## Perl Weekly Challenge 010: Roman Numerals

Write a script to encode/decode Roman numerals.

This has been solved many times, you can easily google a golfed solution shorter than L characters (for example at code-golf.io).

## From Roman

I declared the hash table that binds the corresponding number to each symbol:

``````my %from_roman = (
I => 1,
V => 5,
X => 10,
L => 50,
C => 100,
D => 500,
M => 1000,
);``````

When converting from a Roman numeral, we can’t just add all the numbers corresponding to all the symbols, though, we need to solve the subtractive notation, too. I used a substitution with a regex so solve it:

``````sub from_roman {
my (\$roman) = @_;
my \$n = 0;
while (\$roman =~ s/(I[VXLCDM]|X[LCDM]|C[DM])//) {
my (\$minus, \$plus) = split //, \$1;
\$n += \$from_roman{\$plus} - \$from_roman{\$minus};
}
\$n += \$from_roman{\$_} for split //, \$roman;
return \$n
}``````

## To Roman

Converting the other way round is a bit more complex. The basic hash is pretty simple:

``my %to_roman = reverse %from_roman;``

We can construct a Roman numeral using just this hash, ignoring the subtractive notation.

``````sub to_roman {
my (\$n) = @_;
my \$roman = "";
while (\$n) {
for my \$i (sort { \$b <=> \$a } keys %to_roman) {
while (\$n >= \$i) {
\$n -= \$i;
\$roman .= \$to_roman{\$i};
}
}
}
return \$roman
}``````

We can now again use a substitution to handle the subtractive notation: we’ll just replace each occurrence of IIII by IV, VIIII by IX, etc. This step can be expressed as a hash, again:

``````my %subtractive = (
IIII  => 'IV',
VIIII => 'IX',
XXXX  => 'XL',
LXXXX => 'XC',
CCCC  => 'CD',
DCCCC => 'CM',
);``````

I also tried to express this as an algorithm instead of listing all the possibilities, but I wasn’t happy with the result: the original was definitely more readable.

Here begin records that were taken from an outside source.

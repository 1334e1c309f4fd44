//! Turn-boundary token passes.
//!
//! - [`start_of_turn`] ticks every positive `turn` token (regen heals here).
//! - [`end_of_turn`] ticks every negative `turn` token (burn and poison hit here).
//!
//! Each ticked token applies its hp effect for its current stacks and then
//! loses exactly one stack.

use super::{DurationType, TokenCatalog, TokenCategory, TokenEffect, TokenEntry, TokenLedger};
use crate::side::Side;

/// Net hp change and updated ledger after a turn-boundary pass.
#[derive(Clone, Debug, PartialEq, Eq)]
pub struct TurnPassiveOutcome {
    /// Positive for healing, negative for damage.
    pub hp_delta: i32,
    pub tokens: TokenLedger,
    pub logs: Vec<String>,
}

pub fn start_of_turn<C>(
    tokens: &TokenLedger,
    catalog: &C,
    owner: Side,
    hp: u32,
    max_hp: u32,
) -> TurnPassiveOutcome
where
    C: TokenCatalog + ?Sized,
{
    tick(tokens, catalog, owner, hp, max_hp, TokenCategory::Positive)
}

pub fn end_of_turn<C>(
    tokens: &TokenLedger,
    catalog: &C,
    owner: Side,
    hp: u32,
    max_hp: u32,
) -> TurnPassiveOutcome
where
    C: TokenCatalog + ?Sized,
{
    tick(tokens, catalog, owner, hp, max_hp, TokenCategory::Negative)
}

fn tick<C>(
    tokens: &TokenLedger,
    catalog: &C,
    owner: Side,
    hp: u32,
    max_hp: u32,
    category: TokenCategory,
) -> TurnPassiveOutcome
where
    C: TokenCatalog + ?Sized,
{
    let mut next = tokens.clone();
    let mut logs = Vec::new();
    let mut current_hp = i64::from(hp);

    let due: Vec<_> = tokens
        .iter()
        .filter(|(_, entry)| {
            entry.duration_type == DurationType::Turn && entry.category == category
        })
        .map(|(id, entry)| (id.clone(), *entry))
        .collect();

    for (id, entry) in due {
        let effect = catalog
            .definition(&id)
            .map_or(TokenEffect::None, |definition| definition.effect);
        let stacks = i64::from(entry.stacks);

        match effect {
            TokenEffect::Regen => {
                let healed = stacks.min(i64::from(max_hp) - current_hp).max(0);
                logs.push(format!(
                    "{owner} regenerates {healed} hp from {id} ({current_hp} → {})",
                    current_hp + healed
                ));
                current_hp += healed;
            }
            TokenEffect::DamageOverTime => {
                let dealt = stacks.min(current_hp);
                logs.push(format!(
                    "{owner} takes {dealt} damage from {id} ({current_hp} → {})",
                    current_hp - dealt
                ));
                current_hp -= dealt;
            }
            _ => {}
        }

        next.write(
            &id,
            TokenEntry {
                stacks: entry.stacks - 1,
                ..entry
            },
        );
    }

    let hp_delta = i32::try_from(current_hp - i64::from(hp)).unwrap_or_default();
    TurnPassiveOutcome {
        hp_delta,
        tokens: next,
        logs,
    }
}
//! Deterministic card-combat rules and data types.
//!
//! `battle-core` holds the canonical battle rules: token bookkeeping, poker
//! combo detection, the ether economy, the speed timeline, action resolution,
//! the round state machine and the opponent planner. Every operation is pure.
//! It takes state by reference and returns new state plus transcript lines, so
//! a recorded battle can be replayed and checked with [`digest`].
//!
//! Content (cards, opponents, tokens, balance numbers) is supplied by the
//! caller; see the `battle-content` crate for file-backed loaders.
pub mod card;
pub mod combat;
pub mod combo;
pub mod config;
#[cfg(feature = "serde")]
pub mod digest;
pub mod env;
pub mod error;
pub mod ether;
pub mod planner;
pub mod rng;
pub mod side;
pub mod timeline;
pub mod token;

pub use card::{
    Card, CardError, CardId, CardInstance, CardKind, CardSpec, CardTrait, GrantTarget, InstanceId,
    Rarity, Targeting, TokenGrant, TraitFlags,
};
pub use combat::{
    ActionContext, ActionOutcome, BattleOutcome, BattlePhase, BattleState, Combatant, PhaseError,
    ResolveError, RoundPlan, RoundSummary, Transition, Unit, UnitId, Units, apply_action,
    roll_criticals,
};
pub use combo::{ComboName, ComboResult, detect_poker_combo};
pub use config::{BattleConfig, ComboMultipliers, PlannerConfig, RarityValues};
pub use env::BattleEnv;
pub use error::{BattleError, ErrorSeverity};
pub use ether::{
    ComboUsage, EtherGainInput, EtherGainResult, EtherPool, OverdriveOutcome, activate_overdrive,
    calculate_combo_ether_gain, record_combo_usage, should_enemy_overdrive,
};
pub use planner::{
    EnemyMode, EnemyPlan, ModeWeightTable, ModeWeights, PlanBudget, PlanRequest, PlannedRound,
    UniformWeights, bind_to_units, decide_enemy_mode, generate_enemy_actions, plan_enemy_round,
};
pub use rng::{PcgRng, RngOracle, compute_seed};
pub use side::Side;
pub use timeline::{
    FixedOrder, TimelineAdjustments, TimelineEntry, build_track, create_fixed_order, merge_queue,
};
pub use token::{
    DurationType, GrantedAt, TokenCatalog, TokenCategory, TokenDefinition, TokenEffect, TokenId,
    TokenLedger, TokenOutcome, TokenRegistry, add_token, end_of_turn, get_token_stacks, has_token,
    remove_token, set_token_stacks, start_of_turn,
};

``````my %subtractive = map {
my \$next5 = \$to_roman{ 5 * \$from_roman{\$_} };
\$_ x 4 => \$_ . \$next5,
\$next5 . \$_ x 4 => \$_ . \$to_roman{ 10 * \$from_roman{\$_} }
}  map \$to_roman{\$_},
grep /10{0,2}\$/, keys %to_roman;``````

To apply the subtractive notation, we need to replace all the keys by their values. The trick is to replace the longer keys first, otherwise VIIII would have been replaced by VIV.

``````my \$subtractive_re = join '|',
sort { length \$b <=> length \$a }
keys %subtractive;``````

And before returning `\$roman` from `to_roman`, let’s just apply all the possible substitutions:

``    \$roman =~ s/(\$subtractive_re)/\$subtractive{\$1}/g;``

To verify the correctness, I copied all the examples from Wikipedia (and maybe added some examples myself):

``````use Test::More;

my %test = (XXXIX     => 39,
CCXLVI    => 246,
DCCLXXXIX => 789,
MMCDXXI   => 2421,
CLX       => 160,
CCVII     => 207,
MIX       => 1009,
MLXVI     => 1066,
MDCCLXXVI => 1776,
MCMIII    => 1903,  # MDCDIII
MCMX      => 1910,
MCMLIV    => 1954,
MCMXCIX   => 1999,  # MIM
MMXIX     => 2019,
MMMCMXCIX => 3_999);

for my \$roman (keys %test) {
is from_roman(\$roman), \$test{\$roman};
}

for my \$roman (keys %test) {
is to_roman(\$test{\$roman}), \$roman;
}``````

Have you noticed the two comments? They introduce alternative ways of writing particular numbers that were actually used by some people or companies in the past. Although our algorithm can’t produce the Roman numerals, it easily converts them correctly to the corresponding numbers:

``````is from_roman('MIM'), 1999;
is from_roman('MDCDIII'), 1903;``````

## Jaro-Winkler Distance

The description of the algorithm in the Wikipedia page was unclear. I tried to implement it, but I couldn’t find answers to my questions in the article. Studying the linked source code didn’t help, as the algorithm was different to the one described. You can check the “Talk” page for a discussion of several unclear parts.

In the end, I turned to CPAN. Text::JaroWinkler to the rescue!